Irreführende Werbung in Bezug auf Umwelt- und Klimaaspekte ist kein Einzelfall: Die Europäische Kommission geht in der Folgenabschätzung zur geplanten Richtlinie davon aus, dass mehr als die Hälfte der Green Claims auf dem europäischen Binnenmarkt vage, irreführend oder unbegründet sind. Es kann also keine Rede davon sein, dass der aktuell völlig unregulierte Werbemarkt Verbraucher:innen Orientierung bei der Suche nach nachhaltigen Produkten bietet.
Im Gegenteil: Die eingangs erwähnte Studie des Verbraucherzentrale Bundesverbands hatte gezeigt, dass umweltbezogene Werbeaussagen Verbraucher:innen sehr häufig verwirren. Zwar nehmen Verbraucher:innen Lebensmittel mit umweltbezogener Werbung deutlich positiver wahr, sie haben aber keine Möglichkeit, „Greenwashing“ von echtem Engagement für den Umweltschutz zu unterscheiden. Im Zweifel greifen sie dann nicht zum nachhaltigsten Bier, Käse oder Schokoriegel, sondern zu dem mit dem besten Marketingkonzept.
Zahlungsbereitschaft für klimafreundliche Produkte ist da
Im Zuge einer aktuellen Untersuchungdes Nürnberg Instituts für Marktentscheidungen (NIM) wurden über 800 Unternehmen befragt: 52 Prozent gaben an, Nachhaltigkeitsversprechen zu nutzen, um ihre Produkte zu bewerben. Weitere 30 Prozent planen das. Das korrespondiert durchaus mit einer hohen Bereitschaft auf Verbraucherseite, Nachhaltigkeit den Vorzug zu geben. Denn Verbraucher:innen sind laut der Befragung bereit, im Schnitt 22 Prozent mehr Geld für nachhaltigere Waren auszugeben.
Nach Angaben der befragten Hersteller wäre ein durchschnittlicher Preisanstieg von 23 Prozent nötig, um eine klimafreundliche Produktion zu ermöglichen. Die Zahlungsbereitschaft für mehr Klimaschutz und die Kosten auf Unternehmensseite sind also fast deckungsgleich. Werbung mit Nachhaltigkeit hat demnach großes Potenzial für die Anbieter.

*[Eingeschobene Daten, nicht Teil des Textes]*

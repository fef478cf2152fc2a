// Copyright 2025 Cowboy AI, LLC.

//! Repository boundaries for the tournament domain
//!
//! Repositories are the out-of-scope collaborators that perform the
//! actual network/persistence calls. Methods are named after business
//! actions and return persisted-shape records; the caller feeds those
//! into the aggregate factories. Errors are surfaced to the caller
//! unmodified.

use crate::enrollment::{Enrollment, EnrollmentRecord};
use crate::errors::{DomainError, DomainResult};
use crate::identifiers::{CompetitionId, EnrollmentId, MatchId, RoundId, UserId};
use crate::match_play::{Match, MatchRecord};
use async_trait::async_trait;
use std::collections::HashMap;
use std::sync::{Arc, RwLock};
use tracing::debug;

/// Repository capability for enrollments
#[async_trait]
pub trait EnrollmentRepository: Send + Sync {
    /// Request enrollment in a competition
    async fn request_enrollment(
        &self,
        competition_id: &CompetitionId,
        user_id: &UserId,
    ) -> DomainResult<EnrollmentRecord>;

    /// Enroll a user directly in APPROVED state
    async fn direct_enroll(
        &self,
        competition_id: &CompetitionId,
        user_id: &UserId,
        custom_handicap: Option<f64>,
    ) -> DomainResult<EnrollmentRecord>;

    /// Approve an enrollment, optionally assigning a team
    async fn approve(
        &self,
        competition_id: &CompetitionId,
        enrollment_id: EnrollmentId,
        team_id: Option<&str>,
    ) -> DomainResult<EnrollmentRecord>;

    /// Reject an enrollment
    async fn reject(
        &self,
        competition_id: &CompetitionId,
        enrollment_id: EnrollmentId,
    ) -> DomainResult<EnrollmentRecord>;

    /// Cancel an enrollment
    async fn cancel(
        &self,
        competition_id: &CompetitionId,
        enrollment_id: EnrollmentId,
    ) -> DomainResult<EnrollmentRecord>;

    /// Withdraw an approved enrollment
    async fn withdraw(
        &self,
        competition_id: &CompetitionId,
        enrollment_id: EnrollmentId,
    ) -> DomainResult<EnrollmentRecord>;

    /// Set the custom handicap on an enrollment
    async fn set_custom_handicap(
        &self,
        competition_id: &CompetitionId,
        enrollment_id: EnrollmentId,
        custom_handicap: f64,
    ) -> DomainResult<EnrollmentRecord>;

    /// Load one enrollment by id
    async fn find_by_id(&self, enrollment_id: EnrollmentId)
        -> DomainResult<Option<EnrollmentRecord>>;

    /// Load all enrollments of a competition
    async fn find_by_competition(
        &self,
        competition_id: &CompetitionId,
    ) -> DomainResult<Vec<EnrollmentRecord>>;

    /// Load a user's enrollment in a competition
    async fn find_by_competition_and_user(
        &self,
        competition_id: &CompetitionId,
        user_id: &UserId,
    ) -> DomainResult<Option<EnrollmentRecord>>;

    /// Save an enrollment record
    async fn save(&self, record: EnrollmentRecord) -> DomainResult<()>;

    /// Delete an enrollment
    async fn delete(&self, enrollment_id: EnrollmentId) -> DomainResult<()>;
}

/// Repository capability for matches
#[async_trait]
pub trait MatchRepository: Send + Sync {
    /// Load one match by id
    async fn find_by_id(&self, match_id: MatchId) -> DomainResult<Option<MatchRecord>>;

    /// Load all matches of a round
    async fn find_by_round(&self, round_id: &RoundId) -> DomainResult<Vec<MatchRecord>>;

    /// Save a match record
    async fn save(&self, record: MatchRecord) -> DomainResult<()>;

    /// Start a scheduled match
    async fn start(&self, match_id: MatchId) -> DomainResult<MatchRecord>;

    /// Complete a match with an outcome payload
    async fn complete(
        &self,
        match_id: MatchId,
        result: serde_json::Value,
    ) -> DomainResult<MatchRecord>;

    /// Decide a match as a walkover
    async fn walkover(&self, match_id: MatchId) -> DomainResult<MatchRecord>;
}

/// In-memory enrollment repository for testing
///
/// Plays the role of the remote system: it rehydrates the aggregate,
/// applies the command through the aggregate's own methods, and stores
/// the flattened result. Transition legality is therefore enforced
/// here exactly as it is on a real server.
#[derive(Default, Clone)]
pub struct InMemoryEnrollmentRepository {
    storage: Arc<RwLock<HashMap<EnrollmentId, EnrollmentRecord>>>,
}

impl InMemoryEnrollmentRepository {
    /// Create an empty repository
    pub fn new() -> Self {
        Self::default()
    }

    fn load(&self, enrollment_id: EnrollmentId) -> DomainResult<Enrollment> {
        let storage = self
            .storage
            .read()
            .map_err(|e| DomainError::Generic(format!("Lock poisoned: {e}")))?;
        let record = storage.get(&enrollment_id).cloned().ok_or_else(|| {
            DomainError::EntityNotFound {
                entity_type: "Enrollment".to_string(),
                id: enrollment_id.to_string(),
            }
        })?;
        Enrollment::from_persistence(record)
    }

    fn store(&self, enrollment: &Enrollment) -> DomainResult<EnrollmentRecord> {
        let record = enrollment.to_persistence();
        let mut storage = self
            .storage
            .write()
            .map_err(|e| DomainError::Generic(format!("Lock poisoned: {e}")))?;
        storage.insert(enrollment.id(), record.clone());
        Ok(record)
    }
}

#[async_trait]
impl EnrollmentRepository for InMemoryEnrollmentRepository {
    async fn request_enrollment(
        &self,
        competition_id: &CompetitionId,
        user_id: &UserId,
    ) -> DomainResult<EnrollmentRecord> {
        debug!(competition = %competition_id, user = %user_id, "request enrollment");
        let enrollment =
            Enrollment::request(EnrollmentId::new(), competition_id.clone(), user_id.clone());
        self.store(&enrollment)
    }

    async fn direct_enroll(
        &self,
        competition_id: &CompetitionId,
        user_id: &UserId,
        custom_handicap: Option<f64>,
    ) -> DomainResult<EnrollmentRecord> {
        debug!(competition = %competition_id, user = %user_id, "direct enroll");
        let handicap = custom_handicap
            .map(crate::value_objects::Handicap::new)
            .transpose()?;
        let enrollment = Enrollment::direct_enroll(
            EnrollmentId::new(),
            competition_id.clone(),
            user_id.clone(),
            handicap,
        );
        self.store(&enrollment)
    }

    async fn approve(
        &self,
        _competition_id: &CompetitionId,
        enrollment_id: EnrollmentId,
        team_id: Option<&str>,
    ) -> DomainResult<EnrollmentRecord> {
        debug!(enrollment = %enrollment_id, "approve enrollment");
        let mut enrollment = self.load(enrollment_id)?.approve()?;
        if let Some(team_id) = team_id {
            enrollment = enrollment.assign_to_team(team_id)?;
        }
        self.store(&enrollment)
    }

    async fn reject(
        &self,
        _competition_id: &CompetitionId,
        enrollment_id: EnrollmentId,
    ) -> DomainResult<EnrollmentRecord> {
        debug!(enrollment = %enrollment_id, "reject enrollment");
        let enrollment = self.load(enrollment_id)?.reject()?;
        self.store(&enrollment)
    }

    async fn cancel(
        &self,
        _competition_id: &CompetitionId,
        enrollment_id: EnrollmentId,
    ) -> DomainResult<EnrollmentRecord> {
        debug!(enrollment = %enrollment_id, "cancel enrollment");
        let enrollment = self.load(enrollment_id)?.cancel()?;
        self.store(&enrollment)
    }

    async fn withdraw(
        &self,
        _competition_id: &CompetitionId,
        enrollment_id: EnrollmentId,
    ) -> DomainResult<EnrollmentRecord> {
        debug!(enrollment = %enrollment_id, "withdraw enrollment");
        let enrollment = self.load(enrollment_id)?.withdraw()?;
        self.store(&enrollment)
    }

    async fn set_custom_handicap(
        &self,
        _competition_id: &CompetitionId,
        enrollment_id: EnrollmentId,
        custom_handicap: f64,
    ) -> DomainResult<EnrollmentRecord> {
        debug!(enrollment = %enrollment_id, handicap = custom_handicap, "set custom handicap");
        let enrollment = self.load(enrollment_id)?.set_custom_handicap(custom_handicap)?;
        self.store(&enrollment)
    }

    async fn find_by_id(
        &self,
        enrollment_id: EnrollmentId,
    ) -> DomainResult<Option<EnrollmentRecord>> {
        let storage = self
            .storage
            .read()
            .map_err(|e| DomainError::Generic(format!("Lock poisoned: {e}")))?;
        Ok(storage.get(&enrollment_id).cloned())
    }

    async fn find_by_competition(
        &self,
        competition_id: &CompetitionId,
    ) -> DomainResult<Vec<EnrollmentRecord>> {
        let storage = self
            .storage
            .read()
            .map_err(|e| DomainError::Generic(format!("Lock poisoned: {e}")))?;
        Ok(storage
            .values()
            .filter(|r| r.competition_id == competition_id.as_str())
            .cloned()
            .collect())
    }

    async fn find_by_competition_and_user(
        &self,
        competition_id: &CompetitionId,
        user_id: &UserId,
    ) -> DomainResult<Option<EnrollmentRecord>> {
        let storage = self
            .storage
            .read()
            .map_err(|e| DomainError::Generic(format!("Lock poisoned: {e}")))?;
        Ok(storage
            .values()
            .find(|r| {
                r.competition_id == competition_id.as_str() && r.user_id == user_id.as_str()
            })
            .cloned())
    }

    async fn save(&self, record: EnrollmentRecord) -> DomainResult<()> {
        // Validate before accepting, like a server would
        let enrollment = Enrollment::from_persistence(record)?;
        self.store(&enrollment)?;
        Ok(())
    }

    async fn delete(&self, enrollment_id: EnrollmentId) -> DomainResult<()> {
        debug!(enrollment = %enrollment_id, "delete enrollment");
        let mut storage = self
            .storage
            .write()
            .map_err(|e| DomainError::Generic(format!("Lock poisoned: {e}")))?;
        storage.remove(&enrollment_id);
        Ok(())
    }
}

/// In-memory match repository for testing
#[derive(Default, Clone)]
pub struct InMemoryMatchRepository {
    storage: Arc<RwLock<HashMap<MatchId, MatchRecord>>>,
}

impl InMemoryMatchRepository {
    /// Create an empty repository
    pub fn new() -> Self {
        Self::default()
    }

    fn load(&self, match_id: MatchId) -> DomainResult<Match> {
        let storage = self
            .storage
            .read()
            .map_err(|e| DomainError::Generic(format!("Lock poisoned: {e}")))?;
        let record = storage
            .get(&match_id)
            .cloned()
            .ok_or_else(|| DomainError::EntityNotFound {
                entity_type: "Match".to_string(),
                id: match_id.to_string(),
            })?;
        Match::from_persistence(record)
    }

    fn store(&self, game: &Match) -> DomainResult<MatchRecord> {
        let record = game.to_persistence();
        let mut storage = self
            .storage
            .write()
            .map_err(|e| DomainError::Generic(format!("Lock poisoned: {e}")))?;
        storage.insert(game.id(), record.clone());
        Ok(record)
    }
}

#[async_trait]
impl MatchRepository for InMemoryMatchRepository {
    async fn find_by_id(&self, match_id: MatchId) -> DomainResult<Option<MatchRecord>> {
        let storage = self
            .storage
            .read()
            .map_err(|e| DomainError::Generic(format!("Lock poisoned: {e}")))?;
        Ok(storage.get(&match_id).cloned())
    }

    async fn find_by_round(&self, round_id: &RoundId) -> DomainResult<Vec<MatchRecord>> {
        let storage = self
            .storage
            .read()
            .map_err(|e| DomainError::Generic(format!("Lock poisoned: {e}")))?;
        let mut records: Vec<MatchRecord> = storage
            .values()
            .filter(|r| r.round_id == round_id.as_str())
            .cloned()
            .collect();
        records.sort_by_key(|r| r.match_number);
        Ok(records)
    }

    async fn save(&self, record: MatchRecord) -> DomainResult<()> {
        let game = Match::from_persistence(record)?;
        self.store(&game)?;
        Ok(())
    }

    async fn start(&self, match_id: MatchId) -> DomainResult<MatchRecord> {
        debug!(game = %match_id, "start match");
        let game = self.load(match_id)?.start()?;
        self.store(&game)
    }

    async fn complete(
        &self,
        match_id: MatchId,
        result: serde_json::Value,
    ) -> DomainResult<MatchRecord> {
        debug!(game = %match_id, "complete match");
        let game = self.load(match_id)?.complete(result)?;
        self.store(&game)
    }

    async fn walkover(&self, match_id: MatchId) -> DomainResult<MatchRecord> {
        debug!(game = %match_id, "walkover match");
        let game = self.load(match_id)?.walkover()?;
        self.store(&game)
    }
}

In der NIM-Untersuchung geben aber auch 22 Prozent der Hersteller an, „Greenhushing“ zu betreiben – aus Sorge, ihnen könnte „Greenwashing“ vorgeworfen werden. In einer weiteren Untersuchung der Beratungsagentur Southpole sind es sogar mehr als ein Drittel der Unternehmen, die angeben, ihre Nachhaltigkeitsbemühungen nicht aktiv zu kommunizieren.
Beide Zahlen werden immer wieder zitiert, um die Sorge vor dem scheinbaren Problem „Greenhushing“ zu begründen. Angesichts der hohen Zahl an umweltbezogenen Werbeaussagen auf dem Markt wäre ein Rückgang aus Sicht der Verbraucher:innen jedoch durchaus wünschenswert. Zudem ist in der NIM-Untersuchung die Zahl derjenigen Unternehmen, die planen mit der Verwendung von Green Claims zu beginnen mit 30 Prozent höher als die 22 Prozent, die laut Untersuchung davor zurückschrecken könnten.
Fazit: Eine wirklich nachhaltige Ernährungsweise ist nur möglich, wenn die vielen irreführenden Claims vom Markt verschwinden. Nur so werden Verbraucher:innen in die Lage versetzt, eine nachhaltige Alternative überhaupt erkennen zu können. Schweigen über echte Nachhaltigkeitsbestrebungen der Produzenten ist durch die „Green Claims“-Richtlinie nicht zu erwarten. Sie könnte aber zu mehr Ehrlichkeit im Supermarkt führen. Das schafft sowohl Vorteile für Verbraucher:innen, als auch für diejenigen Unternehmen, die tatsächlich einen Beitrag zur nachhaltigeren Lebensmittelproduktion leisten wollen.